▽

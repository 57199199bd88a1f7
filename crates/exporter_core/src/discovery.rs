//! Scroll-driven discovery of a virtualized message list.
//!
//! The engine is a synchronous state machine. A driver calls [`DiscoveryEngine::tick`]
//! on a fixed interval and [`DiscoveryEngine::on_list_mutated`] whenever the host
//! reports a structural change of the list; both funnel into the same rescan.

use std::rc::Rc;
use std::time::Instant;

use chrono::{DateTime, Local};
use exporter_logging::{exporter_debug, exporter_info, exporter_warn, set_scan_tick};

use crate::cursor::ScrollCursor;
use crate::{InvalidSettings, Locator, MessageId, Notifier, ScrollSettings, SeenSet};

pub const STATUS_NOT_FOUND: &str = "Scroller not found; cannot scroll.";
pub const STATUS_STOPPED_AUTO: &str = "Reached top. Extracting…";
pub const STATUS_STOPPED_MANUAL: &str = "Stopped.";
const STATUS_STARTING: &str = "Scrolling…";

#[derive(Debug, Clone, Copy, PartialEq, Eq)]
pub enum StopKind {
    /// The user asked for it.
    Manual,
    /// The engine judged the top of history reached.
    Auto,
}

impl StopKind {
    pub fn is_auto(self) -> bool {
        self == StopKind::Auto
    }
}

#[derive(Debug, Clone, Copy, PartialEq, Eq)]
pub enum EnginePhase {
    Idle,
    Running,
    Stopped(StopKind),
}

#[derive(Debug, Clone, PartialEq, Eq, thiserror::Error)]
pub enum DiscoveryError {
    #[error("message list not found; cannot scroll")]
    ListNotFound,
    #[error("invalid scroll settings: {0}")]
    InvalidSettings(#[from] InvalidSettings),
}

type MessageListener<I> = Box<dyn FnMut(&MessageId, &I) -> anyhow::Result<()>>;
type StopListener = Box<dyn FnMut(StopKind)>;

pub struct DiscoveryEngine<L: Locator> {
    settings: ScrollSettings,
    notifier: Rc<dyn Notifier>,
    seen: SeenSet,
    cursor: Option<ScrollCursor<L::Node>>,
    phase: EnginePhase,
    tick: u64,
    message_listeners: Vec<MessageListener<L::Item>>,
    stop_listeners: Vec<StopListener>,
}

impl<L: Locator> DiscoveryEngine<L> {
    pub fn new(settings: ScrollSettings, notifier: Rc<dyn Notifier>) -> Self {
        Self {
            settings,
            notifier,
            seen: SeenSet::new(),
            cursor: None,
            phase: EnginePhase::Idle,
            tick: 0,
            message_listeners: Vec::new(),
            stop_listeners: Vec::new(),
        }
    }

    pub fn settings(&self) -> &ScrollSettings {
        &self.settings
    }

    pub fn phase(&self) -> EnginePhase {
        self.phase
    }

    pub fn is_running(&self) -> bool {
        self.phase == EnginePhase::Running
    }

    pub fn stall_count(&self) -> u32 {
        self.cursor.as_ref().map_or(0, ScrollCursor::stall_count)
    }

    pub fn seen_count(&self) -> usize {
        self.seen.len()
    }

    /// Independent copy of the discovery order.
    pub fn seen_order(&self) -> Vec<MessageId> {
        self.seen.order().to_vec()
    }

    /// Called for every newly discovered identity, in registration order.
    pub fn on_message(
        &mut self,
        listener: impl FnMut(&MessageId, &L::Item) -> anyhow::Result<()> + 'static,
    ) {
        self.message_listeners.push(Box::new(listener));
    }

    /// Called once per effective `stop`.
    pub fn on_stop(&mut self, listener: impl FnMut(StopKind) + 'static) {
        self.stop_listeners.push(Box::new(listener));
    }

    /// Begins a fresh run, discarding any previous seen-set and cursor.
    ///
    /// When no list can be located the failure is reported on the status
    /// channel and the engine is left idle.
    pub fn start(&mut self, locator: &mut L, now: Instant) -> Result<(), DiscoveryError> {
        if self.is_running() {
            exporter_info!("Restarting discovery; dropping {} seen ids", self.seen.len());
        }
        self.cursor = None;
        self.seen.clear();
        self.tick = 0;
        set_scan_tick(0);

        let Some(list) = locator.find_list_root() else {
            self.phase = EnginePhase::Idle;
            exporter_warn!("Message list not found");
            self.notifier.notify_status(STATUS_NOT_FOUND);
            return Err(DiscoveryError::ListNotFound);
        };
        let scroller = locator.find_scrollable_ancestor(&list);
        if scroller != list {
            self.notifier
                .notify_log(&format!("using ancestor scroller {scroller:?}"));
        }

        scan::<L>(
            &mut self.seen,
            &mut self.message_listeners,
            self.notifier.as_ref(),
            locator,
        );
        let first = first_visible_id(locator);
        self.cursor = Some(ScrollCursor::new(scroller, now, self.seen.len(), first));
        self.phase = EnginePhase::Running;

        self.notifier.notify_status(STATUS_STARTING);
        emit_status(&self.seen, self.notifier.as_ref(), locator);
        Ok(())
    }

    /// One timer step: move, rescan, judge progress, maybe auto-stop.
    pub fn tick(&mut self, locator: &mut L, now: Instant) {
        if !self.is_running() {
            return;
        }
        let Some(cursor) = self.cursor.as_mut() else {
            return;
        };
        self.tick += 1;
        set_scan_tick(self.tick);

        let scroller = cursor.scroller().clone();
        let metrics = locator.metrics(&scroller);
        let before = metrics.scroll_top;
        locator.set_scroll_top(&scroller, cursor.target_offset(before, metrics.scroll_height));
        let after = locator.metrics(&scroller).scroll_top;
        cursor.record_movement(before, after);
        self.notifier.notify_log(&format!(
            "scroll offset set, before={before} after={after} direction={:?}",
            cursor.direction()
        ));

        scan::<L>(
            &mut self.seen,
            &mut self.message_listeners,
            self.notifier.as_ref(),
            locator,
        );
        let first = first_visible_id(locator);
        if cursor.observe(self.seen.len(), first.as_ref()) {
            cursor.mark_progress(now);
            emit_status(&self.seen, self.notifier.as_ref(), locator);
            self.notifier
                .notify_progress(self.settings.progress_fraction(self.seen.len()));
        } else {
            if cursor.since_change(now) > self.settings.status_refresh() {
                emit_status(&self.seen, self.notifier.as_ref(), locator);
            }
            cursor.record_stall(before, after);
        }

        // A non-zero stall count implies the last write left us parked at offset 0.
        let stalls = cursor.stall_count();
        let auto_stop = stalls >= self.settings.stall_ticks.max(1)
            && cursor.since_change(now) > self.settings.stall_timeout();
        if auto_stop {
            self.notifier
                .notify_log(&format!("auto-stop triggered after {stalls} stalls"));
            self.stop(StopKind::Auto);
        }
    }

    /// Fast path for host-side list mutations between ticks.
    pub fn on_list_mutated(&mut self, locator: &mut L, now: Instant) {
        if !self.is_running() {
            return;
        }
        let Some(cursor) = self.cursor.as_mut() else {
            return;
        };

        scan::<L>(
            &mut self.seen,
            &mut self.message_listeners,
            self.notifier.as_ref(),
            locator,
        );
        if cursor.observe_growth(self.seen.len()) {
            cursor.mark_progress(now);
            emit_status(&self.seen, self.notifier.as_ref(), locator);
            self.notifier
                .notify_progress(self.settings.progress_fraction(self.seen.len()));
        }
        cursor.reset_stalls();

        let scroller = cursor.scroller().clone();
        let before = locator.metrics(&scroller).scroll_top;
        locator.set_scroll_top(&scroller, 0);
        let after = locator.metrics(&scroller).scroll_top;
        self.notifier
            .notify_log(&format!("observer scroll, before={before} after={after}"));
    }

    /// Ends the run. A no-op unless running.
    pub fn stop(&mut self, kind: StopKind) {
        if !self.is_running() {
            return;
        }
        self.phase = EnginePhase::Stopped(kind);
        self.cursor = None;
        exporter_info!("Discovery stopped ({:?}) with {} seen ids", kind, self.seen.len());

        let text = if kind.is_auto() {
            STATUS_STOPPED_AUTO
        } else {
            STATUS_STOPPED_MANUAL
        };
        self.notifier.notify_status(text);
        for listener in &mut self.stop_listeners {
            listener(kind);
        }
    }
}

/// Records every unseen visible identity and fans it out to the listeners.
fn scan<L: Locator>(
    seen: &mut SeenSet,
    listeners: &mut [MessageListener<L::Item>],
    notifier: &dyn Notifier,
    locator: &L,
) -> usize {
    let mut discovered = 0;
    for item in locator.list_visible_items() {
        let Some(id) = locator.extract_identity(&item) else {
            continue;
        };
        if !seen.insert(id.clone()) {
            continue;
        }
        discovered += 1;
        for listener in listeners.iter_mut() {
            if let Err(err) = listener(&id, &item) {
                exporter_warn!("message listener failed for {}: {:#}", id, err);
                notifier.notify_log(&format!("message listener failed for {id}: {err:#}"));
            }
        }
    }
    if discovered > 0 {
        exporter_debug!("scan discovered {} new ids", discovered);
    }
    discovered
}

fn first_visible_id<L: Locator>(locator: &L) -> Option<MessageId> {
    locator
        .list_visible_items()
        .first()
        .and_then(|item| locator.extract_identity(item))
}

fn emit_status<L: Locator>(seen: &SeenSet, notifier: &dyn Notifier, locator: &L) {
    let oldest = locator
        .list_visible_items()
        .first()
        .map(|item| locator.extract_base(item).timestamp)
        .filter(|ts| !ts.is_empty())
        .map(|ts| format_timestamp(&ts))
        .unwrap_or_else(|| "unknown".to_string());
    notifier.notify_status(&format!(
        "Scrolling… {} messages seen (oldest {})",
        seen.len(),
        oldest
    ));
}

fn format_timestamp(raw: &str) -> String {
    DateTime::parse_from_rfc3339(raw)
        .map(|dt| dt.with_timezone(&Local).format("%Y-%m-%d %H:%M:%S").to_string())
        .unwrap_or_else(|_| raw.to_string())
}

△
▽

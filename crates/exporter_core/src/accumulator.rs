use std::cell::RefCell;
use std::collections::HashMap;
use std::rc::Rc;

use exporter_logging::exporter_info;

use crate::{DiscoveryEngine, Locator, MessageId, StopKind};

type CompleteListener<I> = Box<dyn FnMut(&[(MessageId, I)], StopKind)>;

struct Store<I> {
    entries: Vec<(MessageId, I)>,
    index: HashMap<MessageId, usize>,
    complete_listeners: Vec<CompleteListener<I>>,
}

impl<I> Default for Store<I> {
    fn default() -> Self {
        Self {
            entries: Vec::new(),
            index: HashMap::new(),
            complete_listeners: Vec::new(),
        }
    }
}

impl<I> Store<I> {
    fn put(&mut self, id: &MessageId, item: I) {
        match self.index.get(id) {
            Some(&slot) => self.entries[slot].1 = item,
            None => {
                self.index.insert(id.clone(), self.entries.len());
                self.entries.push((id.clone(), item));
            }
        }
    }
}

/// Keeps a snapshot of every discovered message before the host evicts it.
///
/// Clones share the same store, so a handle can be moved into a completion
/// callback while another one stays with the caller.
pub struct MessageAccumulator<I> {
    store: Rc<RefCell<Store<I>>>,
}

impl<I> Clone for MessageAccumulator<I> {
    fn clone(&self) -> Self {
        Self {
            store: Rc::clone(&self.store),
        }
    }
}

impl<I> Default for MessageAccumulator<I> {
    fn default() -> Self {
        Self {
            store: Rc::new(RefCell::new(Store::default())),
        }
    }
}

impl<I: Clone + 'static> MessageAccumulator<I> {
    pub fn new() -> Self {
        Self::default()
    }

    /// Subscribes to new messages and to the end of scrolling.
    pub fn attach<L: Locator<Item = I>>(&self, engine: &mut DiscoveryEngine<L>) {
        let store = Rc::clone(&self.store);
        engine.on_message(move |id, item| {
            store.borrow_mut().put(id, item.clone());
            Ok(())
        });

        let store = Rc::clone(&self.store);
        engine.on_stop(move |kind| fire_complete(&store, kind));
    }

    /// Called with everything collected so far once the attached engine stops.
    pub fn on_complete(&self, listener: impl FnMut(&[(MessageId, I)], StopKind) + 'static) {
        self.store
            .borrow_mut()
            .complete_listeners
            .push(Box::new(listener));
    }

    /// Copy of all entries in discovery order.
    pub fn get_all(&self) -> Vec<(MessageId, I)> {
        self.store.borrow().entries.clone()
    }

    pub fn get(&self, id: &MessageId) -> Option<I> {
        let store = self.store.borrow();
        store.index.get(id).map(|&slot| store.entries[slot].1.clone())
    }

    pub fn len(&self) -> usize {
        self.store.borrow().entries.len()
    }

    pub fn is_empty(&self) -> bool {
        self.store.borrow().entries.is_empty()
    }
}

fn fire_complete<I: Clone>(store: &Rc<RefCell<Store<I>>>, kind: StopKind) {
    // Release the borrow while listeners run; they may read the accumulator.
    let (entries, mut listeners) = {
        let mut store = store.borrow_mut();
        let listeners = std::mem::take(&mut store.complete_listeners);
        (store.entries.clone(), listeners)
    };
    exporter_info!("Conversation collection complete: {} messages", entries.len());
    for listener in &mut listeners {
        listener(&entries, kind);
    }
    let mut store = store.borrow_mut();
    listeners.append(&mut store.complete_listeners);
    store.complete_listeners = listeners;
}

△

BRIEF: Of all the entries above, repeat only the lines from the line that has "engine.on_message(move |id, item|" to the line that has "let (entries, mut", both lines included, exactly.

ANSWER FOR THIS EXERCISE:
        engine.on_message(move |id, item| {
            store.borrow_mut().put(id, item.clone());
            Ok(())
        });

        let store = Rc::clone(&self.store);
        engine.on_stop(move |kind| fire_complete(&store, kind));
    }

    /// Called with everything collected so far once the attached engine stops.
    pub fn on_complete(&self, listener: impl FnMut(&[(MessageId, I)], StopKind) + 'static) {
        self.store
            .borrow_mut()
            .complete_listeners
            .push(Box::new(listener));
    }

    /// Copy of all entries in discovery order.
    pub fn get_all(&self) -> Vec<(MessageId, I)> {
        self.store.borrow().entries.clone()
    }

    pub fn get(&self, id: &MessageId) -> Option<I> {
        let store = self.store.borrow();
        store.index.get(id).map(|&slot| store.entries[slot].1.clone())
    }

    pub fn len(&self) -> usize {
        self.store.borrow().entries.len()
    }

    pub fn is_empty(&self) -> bool {
        self.store.borrow().entries.is_empty()
    }
}

fn fire_complete<I: Clone>(store: &Rc<RefCell<Store<I>>>, kind: StopKind) {
    // Release the borrow while listeners run; they may read the accumulator.
    let (entries, mut listeners) = {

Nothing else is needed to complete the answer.